(DATA FOR ANALYSIS begins)

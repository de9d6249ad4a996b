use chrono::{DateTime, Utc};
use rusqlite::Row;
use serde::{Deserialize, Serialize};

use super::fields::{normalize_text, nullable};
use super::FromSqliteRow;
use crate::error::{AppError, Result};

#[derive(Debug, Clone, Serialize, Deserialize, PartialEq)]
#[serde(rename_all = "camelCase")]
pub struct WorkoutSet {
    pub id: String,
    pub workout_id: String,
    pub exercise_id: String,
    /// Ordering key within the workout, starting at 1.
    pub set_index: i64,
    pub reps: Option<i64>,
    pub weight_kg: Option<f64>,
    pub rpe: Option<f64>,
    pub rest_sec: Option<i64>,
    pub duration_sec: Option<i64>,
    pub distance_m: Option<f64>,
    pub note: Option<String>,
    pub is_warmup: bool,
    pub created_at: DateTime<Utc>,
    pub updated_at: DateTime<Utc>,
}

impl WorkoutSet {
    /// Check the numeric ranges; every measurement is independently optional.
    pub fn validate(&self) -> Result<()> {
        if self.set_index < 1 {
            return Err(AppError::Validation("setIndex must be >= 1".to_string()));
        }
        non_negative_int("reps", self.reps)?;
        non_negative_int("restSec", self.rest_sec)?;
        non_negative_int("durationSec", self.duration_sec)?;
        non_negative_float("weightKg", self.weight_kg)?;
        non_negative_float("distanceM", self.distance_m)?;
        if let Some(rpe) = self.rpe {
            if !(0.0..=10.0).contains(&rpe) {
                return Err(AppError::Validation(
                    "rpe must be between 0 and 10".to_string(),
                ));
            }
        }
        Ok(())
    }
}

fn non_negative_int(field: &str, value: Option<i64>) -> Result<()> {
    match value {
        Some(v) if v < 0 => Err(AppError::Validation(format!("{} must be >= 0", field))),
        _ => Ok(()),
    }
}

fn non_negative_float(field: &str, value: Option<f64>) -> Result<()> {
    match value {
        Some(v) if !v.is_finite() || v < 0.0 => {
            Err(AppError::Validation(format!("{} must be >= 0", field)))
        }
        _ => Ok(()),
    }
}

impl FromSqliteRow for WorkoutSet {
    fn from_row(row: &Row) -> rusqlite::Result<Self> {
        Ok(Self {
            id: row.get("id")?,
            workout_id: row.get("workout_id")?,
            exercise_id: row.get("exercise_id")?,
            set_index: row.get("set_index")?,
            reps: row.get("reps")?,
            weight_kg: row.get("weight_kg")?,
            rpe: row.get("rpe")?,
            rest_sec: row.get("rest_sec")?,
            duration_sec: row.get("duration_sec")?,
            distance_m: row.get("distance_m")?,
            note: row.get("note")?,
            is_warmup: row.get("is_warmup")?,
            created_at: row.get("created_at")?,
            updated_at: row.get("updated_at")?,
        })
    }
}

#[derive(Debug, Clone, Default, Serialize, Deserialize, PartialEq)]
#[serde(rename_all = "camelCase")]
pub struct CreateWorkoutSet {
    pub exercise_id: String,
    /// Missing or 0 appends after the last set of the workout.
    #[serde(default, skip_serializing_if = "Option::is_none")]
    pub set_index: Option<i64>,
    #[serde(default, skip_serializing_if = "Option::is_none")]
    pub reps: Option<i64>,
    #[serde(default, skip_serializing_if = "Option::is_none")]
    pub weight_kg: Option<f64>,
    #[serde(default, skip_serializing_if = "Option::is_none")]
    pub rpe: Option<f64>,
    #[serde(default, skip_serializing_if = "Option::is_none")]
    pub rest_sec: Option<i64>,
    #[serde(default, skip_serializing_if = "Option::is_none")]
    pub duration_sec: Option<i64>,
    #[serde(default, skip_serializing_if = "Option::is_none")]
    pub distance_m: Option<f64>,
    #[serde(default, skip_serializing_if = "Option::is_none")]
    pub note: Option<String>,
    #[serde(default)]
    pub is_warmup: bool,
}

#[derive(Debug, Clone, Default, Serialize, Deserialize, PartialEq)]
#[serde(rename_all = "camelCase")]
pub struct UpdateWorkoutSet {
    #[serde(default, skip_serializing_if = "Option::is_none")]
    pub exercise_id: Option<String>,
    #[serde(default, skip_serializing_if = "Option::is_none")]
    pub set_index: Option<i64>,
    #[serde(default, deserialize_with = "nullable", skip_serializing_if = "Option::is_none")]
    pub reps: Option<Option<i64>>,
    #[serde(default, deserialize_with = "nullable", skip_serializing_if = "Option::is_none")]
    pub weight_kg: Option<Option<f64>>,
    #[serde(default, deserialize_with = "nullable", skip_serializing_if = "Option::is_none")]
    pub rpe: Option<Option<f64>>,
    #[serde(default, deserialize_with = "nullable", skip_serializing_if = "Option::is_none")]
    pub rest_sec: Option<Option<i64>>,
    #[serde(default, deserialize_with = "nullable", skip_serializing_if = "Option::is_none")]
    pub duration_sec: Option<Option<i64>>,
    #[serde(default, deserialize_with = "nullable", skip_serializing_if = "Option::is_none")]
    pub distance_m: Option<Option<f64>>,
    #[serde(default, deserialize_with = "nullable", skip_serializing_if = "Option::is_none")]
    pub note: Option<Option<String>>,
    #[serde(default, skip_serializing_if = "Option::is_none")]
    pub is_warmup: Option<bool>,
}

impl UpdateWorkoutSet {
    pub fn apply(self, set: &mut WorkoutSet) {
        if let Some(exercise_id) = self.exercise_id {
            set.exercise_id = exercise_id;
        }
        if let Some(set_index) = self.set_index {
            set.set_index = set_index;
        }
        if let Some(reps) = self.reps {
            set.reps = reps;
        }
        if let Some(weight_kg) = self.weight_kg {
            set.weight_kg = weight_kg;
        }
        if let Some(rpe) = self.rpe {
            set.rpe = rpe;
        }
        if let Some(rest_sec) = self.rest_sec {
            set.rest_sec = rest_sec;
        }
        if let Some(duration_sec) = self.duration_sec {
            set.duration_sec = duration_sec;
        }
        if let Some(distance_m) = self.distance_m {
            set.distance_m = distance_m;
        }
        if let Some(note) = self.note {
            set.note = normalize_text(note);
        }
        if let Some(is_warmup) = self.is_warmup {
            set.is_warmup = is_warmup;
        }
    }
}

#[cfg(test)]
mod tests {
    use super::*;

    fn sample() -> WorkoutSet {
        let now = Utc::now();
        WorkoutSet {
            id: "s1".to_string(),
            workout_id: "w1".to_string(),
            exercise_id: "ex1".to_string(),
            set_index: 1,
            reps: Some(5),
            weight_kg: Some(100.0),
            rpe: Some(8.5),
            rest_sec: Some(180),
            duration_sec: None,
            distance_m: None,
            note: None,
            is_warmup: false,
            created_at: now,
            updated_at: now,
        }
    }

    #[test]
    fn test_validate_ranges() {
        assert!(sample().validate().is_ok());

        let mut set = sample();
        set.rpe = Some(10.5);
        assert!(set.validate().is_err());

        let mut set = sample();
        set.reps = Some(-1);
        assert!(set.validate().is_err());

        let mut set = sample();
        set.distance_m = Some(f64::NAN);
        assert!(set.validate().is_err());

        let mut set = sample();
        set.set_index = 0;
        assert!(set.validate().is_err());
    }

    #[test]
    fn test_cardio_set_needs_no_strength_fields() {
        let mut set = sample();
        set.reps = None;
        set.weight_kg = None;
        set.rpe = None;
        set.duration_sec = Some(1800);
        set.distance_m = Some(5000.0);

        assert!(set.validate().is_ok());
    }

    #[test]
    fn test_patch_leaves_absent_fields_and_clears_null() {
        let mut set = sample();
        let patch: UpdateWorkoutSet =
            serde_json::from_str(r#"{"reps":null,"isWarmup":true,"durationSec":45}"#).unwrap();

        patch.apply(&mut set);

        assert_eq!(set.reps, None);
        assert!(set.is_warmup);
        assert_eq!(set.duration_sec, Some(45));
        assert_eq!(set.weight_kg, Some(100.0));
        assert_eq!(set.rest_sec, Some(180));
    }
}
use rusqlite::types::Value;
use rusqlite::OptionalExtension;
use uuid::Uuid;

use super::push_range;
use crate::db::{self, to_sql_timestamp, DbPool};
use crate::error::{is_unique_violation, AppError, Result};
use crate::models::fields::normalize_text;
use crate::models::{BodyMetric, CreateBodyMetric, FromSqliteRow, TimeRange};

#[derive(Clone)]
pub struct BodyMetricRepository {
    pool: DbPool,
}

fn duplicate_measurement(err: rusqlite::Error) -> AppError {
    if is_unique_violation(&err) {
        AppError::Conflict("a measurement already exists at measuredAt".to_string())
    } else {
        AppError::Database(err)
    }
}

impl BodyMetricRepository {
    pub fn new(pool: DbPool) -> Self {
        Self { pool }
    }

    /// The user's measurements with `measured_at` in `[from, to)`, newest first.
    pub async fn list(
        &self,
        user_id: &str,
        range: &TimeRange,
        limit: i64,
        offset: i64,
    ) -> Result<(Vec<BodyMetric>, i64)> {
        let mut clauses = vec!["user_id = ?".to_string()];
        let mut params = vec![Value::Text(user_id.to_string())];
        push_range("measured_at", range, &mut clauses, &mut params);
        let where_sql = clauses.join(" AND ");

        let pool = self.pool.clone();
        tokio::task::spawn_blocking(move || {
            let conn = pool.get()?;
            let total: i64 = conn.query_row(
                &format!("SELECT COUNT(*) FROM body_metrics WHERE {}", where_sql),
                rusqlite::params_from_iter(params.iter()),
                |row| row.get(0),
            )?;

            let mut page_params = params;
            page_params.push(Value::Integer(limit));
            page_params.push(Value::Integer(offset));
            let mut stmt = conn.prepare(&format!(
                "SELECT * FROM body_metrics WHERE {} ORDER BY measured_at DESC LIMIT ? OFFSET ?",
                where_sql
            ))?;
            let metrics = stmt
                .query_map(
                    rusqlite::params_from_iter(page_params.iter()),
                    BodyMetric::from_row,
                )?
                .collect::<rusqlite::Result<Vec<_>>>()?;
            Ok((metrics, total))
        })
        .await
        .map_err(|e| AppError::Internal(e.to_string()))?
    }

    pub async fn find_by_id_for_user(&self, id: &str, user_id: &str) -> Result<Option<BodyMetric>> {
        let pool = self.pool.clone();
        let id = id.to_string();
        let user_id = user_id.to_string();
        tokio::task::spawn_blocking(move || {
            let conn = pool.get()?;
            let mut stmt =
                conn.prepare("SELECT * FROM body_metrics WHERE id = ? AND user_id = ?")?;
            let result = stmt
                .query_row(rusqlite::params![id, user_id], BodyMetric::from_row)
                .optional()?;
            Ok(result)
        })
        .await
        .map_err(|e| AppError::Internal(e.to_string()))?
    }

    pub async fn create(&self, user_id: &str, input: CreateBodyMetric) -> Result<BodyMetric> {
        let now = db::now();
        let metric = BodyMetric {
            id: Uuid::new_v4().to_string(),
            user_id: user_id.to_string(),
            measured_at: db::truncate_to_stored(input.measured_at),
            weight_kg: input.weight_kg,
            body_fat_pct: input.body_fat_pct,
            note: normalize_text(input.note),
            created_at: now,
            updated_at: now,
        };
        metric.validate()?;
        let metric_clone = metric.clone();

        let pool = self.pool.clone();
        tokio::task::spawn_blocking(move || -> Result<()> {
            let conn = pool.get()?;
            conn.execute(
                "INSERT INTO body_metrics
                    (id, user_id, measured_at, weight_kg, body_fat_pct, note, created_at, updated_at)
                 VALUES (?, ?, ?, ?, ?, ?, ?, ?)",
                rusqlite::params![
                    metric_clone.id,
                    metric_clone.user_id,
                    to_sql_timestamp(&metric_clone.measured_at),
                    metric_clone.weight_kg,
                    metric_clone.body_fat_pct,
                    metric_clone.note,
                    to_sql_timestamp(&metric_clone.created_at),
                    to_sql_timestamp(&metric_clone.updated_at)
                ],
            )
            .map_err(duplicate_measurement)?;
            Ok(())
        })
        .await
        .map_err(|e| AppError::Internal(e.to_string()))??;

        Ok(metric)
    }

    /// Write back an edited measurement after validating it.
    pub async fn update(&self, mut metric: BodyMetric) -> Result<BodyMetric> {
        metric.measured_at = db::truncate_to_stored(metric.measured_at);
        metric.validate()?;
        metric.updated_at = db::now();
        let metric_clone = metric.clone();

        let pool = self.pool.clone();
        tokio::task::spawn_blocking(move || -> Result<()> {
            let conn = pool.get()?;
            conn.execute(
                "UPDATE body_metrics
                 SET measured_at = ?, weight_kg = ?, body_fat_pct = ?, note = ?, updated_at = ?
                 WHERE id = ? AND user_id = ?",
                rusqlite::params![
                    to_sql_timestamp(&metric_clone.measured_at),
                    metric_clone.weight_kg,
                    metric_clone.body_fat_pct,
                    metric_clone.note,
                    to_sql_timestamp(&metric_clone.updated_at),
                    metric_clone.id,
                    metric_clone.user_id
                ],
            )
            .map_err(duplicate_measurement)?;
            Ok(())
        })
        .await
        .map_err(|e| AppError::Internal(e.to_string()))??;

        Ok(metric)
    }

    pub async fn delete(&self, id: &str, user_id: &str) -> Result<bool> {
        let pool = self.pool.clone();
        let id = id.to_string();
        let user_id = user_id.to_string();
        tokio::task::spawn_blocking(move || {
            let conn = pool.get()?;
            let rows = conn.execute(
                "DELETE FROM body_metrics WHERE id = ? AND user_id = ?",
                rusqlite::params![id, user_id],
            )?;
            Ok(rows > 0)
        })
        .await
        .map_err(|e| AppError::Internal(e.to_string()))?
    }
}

(DATA FOR ANALYSIS ends)

As you read the records above, find each line that contains "super" and copy it.

EXERCISE RESPONSE:
use super::fields::{normalize_text, nullable};
use super::FromSqliteRow;
    use super::*;
use super::push_range;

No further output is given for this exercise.